My first thought (and my question to the questioner) was, what’s a minority? There is certainly a numerical aspect to this word. The groups we think of as “minorities” in the United States are typically those who make up less than a numerical majority of our population. But it quickly gets more complicated than that. We expect that “minorities” have different cultural/ethnic traditions or physical characteristics than what we think of as the “normal” person who is a member of a majority group. “Minority” is also a tricky word in this country because it’s bound up with multiple histories of slavery, immigration, and cultural assimilation. Because of this legacy, the word has complicated contemporary politics and can evoke political debate about policies that grant people in particular groups preferential access to services or extra consideration for schooling and jobs. And, as the original questioner points out, there’s an expectation that people who are a member of a minority suffer socially from their numerical underrepresentation.

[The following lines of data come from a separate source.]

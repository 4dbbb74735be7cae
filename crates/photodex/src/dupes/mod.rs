//! Duplicate grouping.
//!
//! Groups are derived on demand from stored content hashes rather than
//! persisted. Within a group, entries are ordered by an originality
//! policy over their file names, then by insertion time, so the first
//! entry is the presumed original.

use std::sync::OnceLock;

use regex::Regex;
use serde::{Deserialize, Serialize};

use crate::db::file_repo::{self, FileRow};
use crate::db::Database;
use crate::error::Result;

/// Name-based originality class of a file within a duplicate group.
#[derive(Debug, Clone, Copy, PartialEq, Eq, Serialize, Deserialize)]
#[serde(rename_all = "snake_case")]
pub enum NameClass {
    /// No copy markers in the name.
    Clean,
    /// Stem ends in a parenthesized number, e.g. `IMG_0001(1).jpg`.
    NumberedCopy,
    /// Name contains the word "copy" in any casing.
    CopyNamed,
}

fn numbered_copy_re() -> &'static Regex {
    static RE: OnceLock<Regex> = OnceLock::new();
    RE.get_or_init(|| Regex::new(r"\(\d+\)\s*$").unwrap())
}

fn copy_word_re() -> &'static Regex {
    static RE: OnceLock<Regex> = OnceLock::new();
    // "copy" at the start or after a separator; `_` is a word character,
    // so a plain \b would miss names like IMG_0001_copy.
    RE.get_or_init(|| Regex::new(r"(?i)(^|[\s_\-(])copy\b").unwrap())
}

/// Classifies a file name by its copy markers.
pub fn classify_name(file_name: &str) -> NameClass {
    let stem = match file_name.rsplit_once('.') {
        Some((stem, _ext)) if !stem.is_empty() => stem,
        _ => file_name,
    };

    if copy_word_re().is_match(stem) {
        NameClass::CopyNamed
    } else if numbered_copy_re().is_match(stem) {
        NameClass::NumberedCopy
    } else {
        NameClass::Clean
    }
}

/// Ranking of name classes: lower rank sorts first within a group.
pub struct OriginalityPolicy {
    order: Vec<NameClass>,
}

impl OriginalityPolicy {
    pub fn new(prefer: &[NameClass]) -> Self {
        Self {
            order: prefer.to_vec(),
        }
    }

    fn rank(&self, class: NameClass) -> usize {
        self.order
            .iter()
            .position(|c| *c == class)
            .unwrap_or(self.order.len())
    }
}

impl Default for OriginalityPolicy {
    fn default() -> Self {
        Self::new(&[NameClass::Clean, NameClass::NumberedCopy, NameClass::CopyNamed])
    }
}

/// A set of files sharing one content hash.
#[derive(Debug, Clone)]
pub struct DuplicateGroup {
    pub hash: String,
    /// Ordered with the presumed original first.
    pub entries: Vec<FileRow>,
    pub total_size: u64,
    /// Bytes reclaimable by keeping only the first entry.
    pub potential_savings: u64,
}

/// Derives duplicate groups from the live inventory.
///
/// Returns groups sorted by potential savings, largest first.
pub fn find_duplicates(db: &Database, policy: &OriginalityPolicy) -> Result<Vec<DuplicateGroup>> {
    let hashes = file_repo::duplicate_hashes(db)?;
    let mut groups = Vec::with_capacity(hashes.len());

    for hash in hashes {
        let mut entries = file_repo::find_live_by_hash(db, &hash)?;
        if entries.len() < 2 {
            // A member was deleted between the two queries.
            continue;
        }

        entries.sort_by(|a, b| {
            let rank_a = policy.rank(classify_name(&a.file_name));
            let rank_b = policy.rank(classify_name(&b.file_name));
            rank_a
                .cmp(&rank_b)
                .then_with(|| a.created_at.cmp(&b.created_at))
        });

        let total_size: u64 = entries.iter().map(|e| e.size_bytes).sum();
        let potential_savings = total_size - entries[0].size_bytes;

        groups.push(DuplicateGroup {
            hash,
            entries,
            total_size,
            potential_savings,
        });
    }

    groups.sort_by(|a, b| b.potential_savings.cmp(&a.potential_savings));

    Ok(groups)
}

#[cfg(test)]
mod tests {
    use super::*;
    use crate::db::{file_repo, root_repo};

    #[test]
    fn test_classify_clean_name() {
        assert_eq!(classify_name("IMG_0001.jpg"), NameClass::Clean);
        assert_eq!(classify_name("vacation-2024.png"), NameClass::Clean);
    }

    #[test]
    fn test_classify_numbered_copy() {
        assert_eq!(classify_name("IMG_0001(1).jpg"), NameClass::NumberedCopy);
        assert_eq!(classify_name("photo(12).png"), NameClass::NumberedCopy);
    }

    #[test]
    fn test_classify_copy_named() {
        assert_eq!(classify_name("IMG_0001 copy.jpg"), NameClass::CopyNamed);
        assert_eq!(classify_name("Copy of photo.png"), NameClass::CopyNamed);
        assert_eq!(classify_name("photo COPY(2).jpg"), NameClass::CopyNamed);
    }

    #[test]
    fn test_classify_separator_copy_variants() {
        assert_eq!(classify_name("IMG_0001_copy.jpg"), NameClass::CopyNamed);
        assert_eq!(classify_name("IMG_0001 - copy.jpg"), NameClass::CopyNamed);
        assert_eq!(classify_name("photo-copy.jpg"), NameClass::CopyNamed);
        assert_eq!(classify_name("photo(copy).jpg"), NameClass::CopyNamed);
        // Embedded in a word is not a marker.
        assert_eq!(classify_name("photocopy.jpg"), NameClass::Clean);
    }

    #[test]
    fn test_parenthesized_number_inside_name_is_clean() {
        // Only a trailing "(n)" marks a numbered copy.
        assert_eq!(classify_name("party(2)photos.jpg"), NameClass::Clean);
    }

    #[test]
    fn test_copyright_is_not_a_copy_marker() {
        assert_eq!(classify_name("copyright-notice.png"), NameClass::Clean);
    }

    fn seed_file(db: &Database, root_id: &str, name: &str, size: u64, hash: &str) {
        let id = format!("id-{}", name);
        let row = FileRow {
            id: id.clone(),
            root_id: root_id.to_string(),
            relative_path: name.to_string(),
            file_name: name.to_string(),
            extension: "jpg".to_string(),
            size_bytes: size,
            created_at: "2026-01-01T00:00:00Z".to_string(),
            modified_at: "2026-01-01T00:00:00Z".to_string(),
            hash: None,
            file_exists: true,
            deleted: false,
        };
        assert_eq!(file_repo::insert_batch(db, &[row]).unwrap(), 1);
        file_repo::update_hashes(db, &[(id, hash.to_string())]).unwrap();
    }

    #[test]
    fn test_find_duplicates_orders_original_first() {
        let db = Database::open_in_memory().unwrap();
        let root_id = root_repo::insert_if_absent(&db, "/pics").unwrap();

        seed_file(&db, &root_id, "IMG_0001 copy.jpg", 100, "aaa");
        seed_file(&db, &root_id, "IMG_0001(1).jpg", 100, "aaa");
        seed_file(&db, &root_id, "IMG_0001.jpg", 100, "aaa");

        let groups = find_duplicates(&db, &OriginalityPolicy::default()).unwrap();
        assert_eq!(groups.len(), 1);

        let group = &groups[0];
        assert_eq!(group.entries[0].file_name, "IMG_0001.jpg");
        assert_eq!(group.entries[1].file_name, "IMG_0001(1).jpg");
        assert_eq!(group.entries[2].file_name, "IMG_0001 copy.jpg");
        assert_eq!(group.total_size, 300);
        assert_eq!(group.potential_savings, 200);
    }

    #[test]
    fn test_unique_hashes_form_no_group() {
        let db = Database::open_in_memory().unwrap();
        let root_id = root_repo::insert_if_absent(&db, "/pics").unwrap();

        seed_file(&db, &root_id, "a.jpg", 100, "aaa");
        seed_file(&db, &root_id, "b.jpg", 100, "bbb");

        let groups = find_duplicates(&db, &OriginalityPolicy::default()).unwrap();
        assert!(groups.is_empty());
    }

    #[test]
    fn test_deleted_entries_leave_their_groups() {
        let db = Database::open_in_memory().unwrap();
        let root_id = root_repo::insert_if_absent(&db, "/pics").unwrap();

        seed_file(&db, &root_id, "a.jpg", 100, "aaa");
        seed_file(&db, &root_id, "a(1).jpg", 100, "aaa");
        file_repo::soft_delete_by_path(&db, &root_id, "a(1).jpg").unwrap();

        let groups = find_duplicates(&db, &OriginalityPolicy::default()).unwrap();
        assert!(groups.is_empty());
    }

    #[test]
    fn test_groups_sorted_by_savings() {
        let db = Database::open_in_memory().unwrap();
        let root_id = root_repo::insert_if_absent(&db, "/pics").unwrap();

        seed_file(&db, &root_id, "small.jpg", 10, "aaa");
        seed_file(&db, &root_id, "small(1).jpg", 10, "aaa");
        seed_file(&db, &root_id, "big.jpg", 5000, "bbb");
        seed_file(&db, &root_id, "big(1).jpg", 5000, "bbb");

        let groups = find_duplicates(&db, &OriginalityPolicy::default()).unwrap();
        assert_eq!(groups.len(), 2);
        assert_eq!(groups[0].hash, "bbb");
        assert_eq!(groups[1].hash, "aaa");
    }

    #[test]
    fn test_custom_policy_reverses_ordering() {
        let db = Database::open_in_memory().unwrap();
        let root_id = root_repo::insert_if_absent(&db, "/pics").unwrap();

        seed_file(&db, &root_id, "IMG_0001.jpg", 100, "aaa");
        seed_file(&db, &root_id, "IMG_0001 copy.jpg", 100, "aaa");

        let policy = OriginalityPolicy::new(&[
            NameClass::CopyNamed,
            NameClass::NumberedCopy,
            NameClass::Clean,
        ]);
        let groups = find_duplicates(&db, &policy).unwrap();
        assert_eq!(groups[0].entries[0].file_name, "IMG_0001 copy.jpg");
    }
}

Because the word “minority” carries so much baggage, I would personally hesitate to call allergic kids a minority group.
There are other labels or categories that it might be tempting to use to describe food allergic kids as a group. I’ll talk about one by way of comparison: disability (or the adjective disabled). I’ve learned that when it comes to keeping food allergic children safe in school, many parents lean on disability law (often Section 504 of the Rehabilitation Act) to get schools to comply with accommodation plans. Does that mean that kids with food allergies ought to be classified as people with disabilities?
Not necessarily. My impression from my research is that disability laws are a way to get school staff on board with simple adjustments to classroom life so that kids don’t reactions. The aim is helping kids participate fully while staying safe. The benefit seems to be that school districts typically already have procedures in place for coming up with plans to help students participate in the classroom that use disability law. Using disability laws is a strategic way to inform educators about how important it is to keep allergens out of classrooms and opens up opportunities to train them how to help allergic kids if something goes wrong. Ultimately, following disability protocols gets people talking about allergies, reduces the liability for schools, and helps food allergic kids stay safe.
Personally, I try to avoid this labels. As a social scientist, I’ve been trained to be as specific as possible when referring to groups of people. That’s why I’ll typically use a precise, descriptive phrase like “people with food allergies” or “allergic kids”, rather than using a more complicated word like “minority”.